→ Your task: Below are some records. Print exactly the lines between the one holding "self.log_level.parse().unwrap_or(log::LevelFilter::Info)" and the one holding "options from a JSON file", inclusive, and nothing else.
(Extracted material begins)
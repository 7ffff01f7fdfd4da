//! Settings and controller options
//!
//! `Settings` is the opaque key/value object handed to the worker (title,
//! text and whatever else the platform side understands). `ControllerOptions`
//! is the embedder's configuration, optionally loaded from a JSON file.

use crate::error::{BackgroundError, Result};
use serde::{Deserialize, Serialize};
use serde_json::{Map, Value};
use std::fs;
use std::path::{Path, PathBuf};

/// Namespace of the JavaScript object that receives events
pub const DEFAULT_JS_NAMESPACE: &str = "cordova.plugins.backgroundMode";

/// Opaque worker settings (a JSON object)
#[derive(Debug, Clone, Default, PartialEq, Serialize, Deserialize)]
#[serde(transparent)]
pub struct Settings(Map<String, Value>);

impl Settings {
    pub fn new() -> Self {
        Self::default()
    }

    pub fn get(&self, key: &str) -> Option<&Value> {
        self.0.get(key)
    }

    pub fn insert(&mut self, key: impl Into<String>, value: impl Into<Value>) {
        self.0.insert(key.into(), value.into());
    }

    pub fn is_empty(&self) -> bool {
        self.0.is_empty()
    }

    pub fn as_map(&self) -> &Map<String, Value> {
        &self.0
    }
}

impl From<Map<String, Value>> for Settings {
    fn from(map: Map<String, Value>) -> Self {
        Self(map)
    }
}

impl TryFrom<Value> for Settings {
    type Error = BackgroundError;

    fn try_from(value: Value) -> Result<Self> {
        match value {
            Value::Object(map) => Ok(Self(map)),
            _ => Err(BackgroundError::Configuration(
                "settings must be a JSON object".to_string(),
            )),
        }
    }
}

/// Controller options (persisted by the embedder, never by the controller)
#[derive(Debug, Clone, Serialize, Deserialize, PartialEq)]
#[serde(rename_all = "camelCase")]
pub struct ControllerOptions {
    #[serde(default = "default_js_namespace")]
    pub js_namespace: String,
    #[serde(default = "default_log_level")]
    pub log_level: String,
    /// Settings used for the first activation
    #[serde(default)]
    pub defaults: Settings,
}

fn default_js_namespace() -> String {
    DEFAULT_JS_NAMESPACE.to_string()
}

fn default_log_level() -> String {
    "info".to_string()
}

impl Default for ControllerOptions {
    fn default() -> Self {
        Self {
            js_namespace: default_js_namespace(),
            log_level: default_log_level(),
            defaults: Settings::default(),
        }
    }
}

impl ControllerOptions {
    /// Parse `log_level`, falling back to `Info` for unknown names
    pub fn level_filter(&self) -> log::LevelFilter {
        self.log_level.parse().unwrap_or(log::LevelFilter::Info)
    }
}

/// Get the default path of the options file
pub fn default_options_path() -> Option<PathBuf> {
    dirs::config_dir().map(|mut path| {
        path.push("background-mode");
        path.push("options.json");
        path
    })
}

/// Load options from a JSON file
pub fn load_options_from_file(path: &Path) -> Option<ControllerOptions> {
    if !path.exists() {
        log::info!("No options file found at {:?}", path);
        return None;
    }

    match fs::read_to_string(path) {
        Ok(content) => match serde_json::from_str(&content) {
            Ok(options) => {
                log::info!("Loaded background mode options from {:?}", path);
                Some(options)
            }
            Err(e) => {
                log::error!("Failed to parse options file: {}", e);
                None
            }
        },
        Err(e) => {
            log::error!("Failed to read options file: {}", e);
            None
        }
    }
}

/// Save options to a JSON file, creating the parent directory
pub fn save_options(path: &Path, options: &ControllerOptions) -> anyhow::Result<()> {
    if let Some(parent) = path.parent() {
        fs::create_dir_all(parent)?;
    }

    let content = serde_json::to_string_pretty(options)?;
    fs::write(path, content)?;

    log::info!("[OPTIONS] saved to {:?}", path);
    Ok(())
}

#[cfg(test)]
mod tests {
    use super::*;
    use serde_json::json;

    #[test]
    fn test_default_options() {
        let options = ControllerOptions::default();
        assert_eq!(options.js_namespace, DEFAULT_JS_NAMESPACE);
        assert_eq!(options.level_filter(), log::LevelFilter::Info);
        assert!(options.defaults.is_empty());
    }

    #[test]
    fn test_partial_options_use_defaults() {
        let options: ControllerOptions =
            serde_json::from_value(json!({ "logLevel": "debug" })).unwrap();
        assert_eq!(options.js_namespace, DEFAULT_JS_NAMESPACE);
        assert_eq!(options.level_filter(), log::LevelFilter::Debug);
    }

    #[test]
    fn test_settings_from_non_object() {
        let err = Settings::try_from(json!("title")).unwrap_err();
        assert!(matches!(err, BackgroundError::Configuration(_)));

        let settings = Settings::try_from(json!({ "title": "Syncing" })).unwrap();
        assert_eq!(settings.get("title"), Some(&json!("Syncing")));
    }

    #[test]
    fn test_save_and_load_options() {
        let dir = tempfile::tempdir().unwrap();
        let path = dir.path().join("nested").join("options.json");

        let mut options = ControllerOptions::default();
        options.defaults.insert("text", "Still running");
        save_options(&path, &options).unwrap();

        let loaded = load_options_from_file(&path).unwrap();
        assert_eq!(loaded, options);
    }

    #[test]
    fn test_load_missing_or_broken_file() {
        let dir = tempfile::tempdir().unwrap();
        let path = dir.path().join("options.json");
        assert!(load_options_from_file(&path).is_none());

        fs::write(&path, "{ not json").unwrap();
        assert!(load_options_from_file(&path).is_none());
    }
}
(Extracted material ends)
→ Task answer:
        self.log_level.parse().unwrap_or(log::LevelFilter::Info)
    }
}

/// Get the default path of the options file
pub fn default_options_path() -> Option<PathBuf> {
    dirs::config_dir().map(|mut path| {
        path.push("background-mode");
        path.push("options.json");
        path
    })
}

/// Load options from a JSON file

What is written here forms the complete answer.